What levels of return on equity make an industry a high or low return industry?

Answer:
If the industry has an average return on equity below 8%, the industry is a low return industry and will have many of the characteristics of a Hostile market. If the industry has an average return on equity of 14% or more, it is a high return industry.

Test #7:
Why are high returns a potential problem for an industry?

Answer:
While most industries would like high returns, the industries with high returns attract both new entrants and the expansion of competitors already in the market. If these expansions occur at a rate greater than demand grows, prices and margins in the industry will come under pressure.

Test #8:
What is defensive pricing?

Answer:
Defensive pricing uses tactics which seek to arrest, or minimize, the decline in average prices in an industry. You see defensive pricing in industries where prices are falling.

Test #9:
What is offensive pricing?

Answer:
Offensive pricing raises margins or sales volumes using price. Offensive pricing occurs in industries where prices are generally stable or rising. These Offensive tactics seek to raise the average industry price from its current levels.
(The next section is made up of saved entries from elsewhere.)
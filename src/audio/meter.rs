use std::sync::atomic::{AtomicBool, AtomicU32, Ordering};
use std::sync::Arc;

/// Latest smoothed loudness, shared lock-free between the listening thread
/// (single writer) and any number of render-loop readers.
#[derive(Clone, Debug)]
pub struct LiveMeter {
    level_bits: Arc<AtomicU32>,
    visual_bits: Arc<AtomicU32>,
    active: Arc<AtomicBool>,
}

impl LiveMeter {
    pub fn new() -> Self {
        Self {
            level_bits: Arc::new(AtomicU32::new(0f32.to_bits())),
            visual_bits: Arc::new(AtomicU32::new(0f32.to_bits())),
            active: Arc::new(AtomicBool::new(false)),
        }
    }

    /// Publish the VAD-facing level and the envelope used for visuals.
    pub fn publish(&self, level: f32, visual: f32) {
        self.level_bits.store(level.to_bits(), Ordering::Relaxed);
        self.visual_bits.store(visual.to_bits(), Ordering::Relaxed);
    }

    pub fn level(&self) -> f32 {
        f32::from_bits(self.level_bits.load(Ordering::Relaxed))
    }

    pub fn visual_level(&self) -> f32 {
        f32::from_bits(self.visual_bits.load(Ordering::Relaxed))
    }

    pub fn set_active(&self, active: bool) {
        self.active.store(active, Ordering::Relaxed);
    }

    /// Whether a capture session is currently feeding the meter.
    pub fn is_active(&self) -> bool {
        self.active.load(Ordering::Relaxed)
    }

    /// Zero both levels and mark the meter idle.
    pub fn reset(&self) {
        self.publish(0.0, 0.0);
        self.set_active(false);
    }
}

impl Default for LiveMeter {
    fn default() -> Self {
        Self::new()
    }
}

#[cfg(test)]
mod tests {
    use super::*;

    #[test]
    fn live_meter_defaults_to_silence() {
        let meter = LiveMeter::new();
        assert_eq!(meter.level(), 0.0);
        assert_eq!(meter.visual_level(), 0.0);
        assert!(!meter.is_active());
    }

    #[test]
    fn clones_share_the_same_level() {
        let meter = LiveMeter::new();
        let reader = meter.clone();
        meter.set_active(true);
        meter.publish(0.4, 0.6);
        assert_eq!(reader.level(), 0.4);
        assert_eq!(reader.visual_level(), 0.6);
        assert!(reader.is_active());
        meter.reset();
        assert_eq!(reader.level(), 0.0);
        assert!(!reader.is_active());
    }

    #[test]
    fn readers_on_other_threads_see_updates() {
        let meter = LiveMeter::new();
        let writer = meter.clone();
        std::thread::spawn(move || writer.publish(0.25, 0.3))
            .join()
            .unwrap();
        assert_eq!(meter.level(), 0.25);
    }
}
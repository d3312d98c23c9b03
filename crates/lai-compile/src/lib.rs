//! LaTeXAI Compile
//!
//! Compile-and-preview lifecycle:
//! - [`CompilationController`]: one request in flight, snapshot restore
//! - [`BuildService`] / [`HttpBuildService`]: `POST /builds/sync`
//! - [`CompilationArtifact`]: unique owner of the compiled document, released on drop
//!
//! # Example
//!
//! ```rust,ignore
//! use lai_compile::{CompilationController, HttpBuildService};
//! use lai_document::DocumentState;
//! use std::sync::Arc;
//!
//! # async fn example() -> Result<(), Box<dyn std::error::Error>> {
//! let service = HttpBuildService::builder()
//!     .base_url("http://localhost:2345")
//!     .build()?;
//! let doc = DocumentState::with_text("\\documentclass{article}\\begin{document}Hi\\end{document}");
//! let controller = CompilationController::new(Arc::new(service), doc);
//!
//! if controller.trigger_compile().await.requests_preview() {
//!     let pdf = controller.artifact_bytes();
//! }
//! # Ok(())
//! # }
//! ```

#![warn(unreachable_pub)]

pub mod artifact;
pub mod client;
pub mod controller;
pub mod error;

pub use artifact::{ArtifactId, ArtifactPreview, ArtifactStore, CompilationArtifact, StoreStats};
pub use client::{
    BuildRequest, BuildResource, BuildService, HttpBuildService, HttpBuildServiceBuilder,
    BUILD_PATH, DEFAULT_BASE_URL, DEFAULT_COMPILER,
};
pub use controller::{
    CompilationController, CompileOutcome, CompilePhase, CompileReport, CompileStats,
    RestoreNotice, TriggerOutcome,
};
pub use error::BuildError;

/// Version of this crate
pub const VERSION: &str = env!("CARGO_PKG_VERSION");
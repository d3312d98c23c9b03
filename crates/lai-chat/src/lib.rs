//! LaTeXAI Chat
//!
//! Streams assistant turns, tracks which assistant messages have completed,
//! and lets the user accept a message into the shared document:
//! - [`ChatSession`]: conversation, status and acceptance
//! - [`CompletionTracker`]: per-message finalization flags
//! - [`ChatSource`]: the streamed token source seam
//! - [`DataStreamDecoder`]: incremental wire decoder
//!
//! # Example
//!
//! ```rust,ignore
//! use lai_chat::{ChatSession, HttpChatSource, PromptPreset};
//! use lai_document::DocumentState;
//! use std::sync::Arc;
//!
//! # async fn example() -> Result<(), Box<dyn std::error::Error>> {
//! let source = Arc::new(HttpChatSource::new("http://localhost:3000/api/chat")?);
//! let chat = ChatSession::new(source, PromptPreset::Conversation.text().map(String::from));
//!
//! let turn = chat.submit("Write a one-page article about otters").await?;
//! if let Some(id) = turn.assistant {
//!     chat.accept(id, &DocumentState::new())?;
//! }
//! # Ok(())
//! # }
//! ```

#![warn(unreachable_pub)]

pub mod conversation;
pub mod error;
pub mod message;
pub mod prompt;
pub mod protocol;
pub mod source;
pub mod tracker;

pub use conversation::{ChatSession, ChatStatus, TurnOutcome};
pub use error::ChatError;
pub use message::{AcceptTarget, Message, MessageBody, MessageId, MessageView, Role, WireMessage};
pub use prompt::{PromptPreset, AUTHORING_GUIDELINES, CONVERSATION_SYSTEM_PROMPT};
pub use protocol::{encode_event, DataStreamDecoder, StreamEvent};
pub use source::{ChatRequest, ChatSource, EventStream, HttpChatSource};
pub use tracker::CompletionTracker;

/// Version of this crate
pub const VERSION: &str = env!("CARGO_PKG_VERSION");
In some falling price environments, a company may have an offensive pricing opportunity to use a unique low price to win additional sales volume.

Test #10:
What is the practical effect of a Price?

Answer:
The practical effect of a Price is to regulate the amount of product available to customers in the market. If the Price rises and increases margins, there will be more product availability. If the Price falls and margins decline, there will be less product availability. The Price balances product availability, or industry capacity, with customer demand.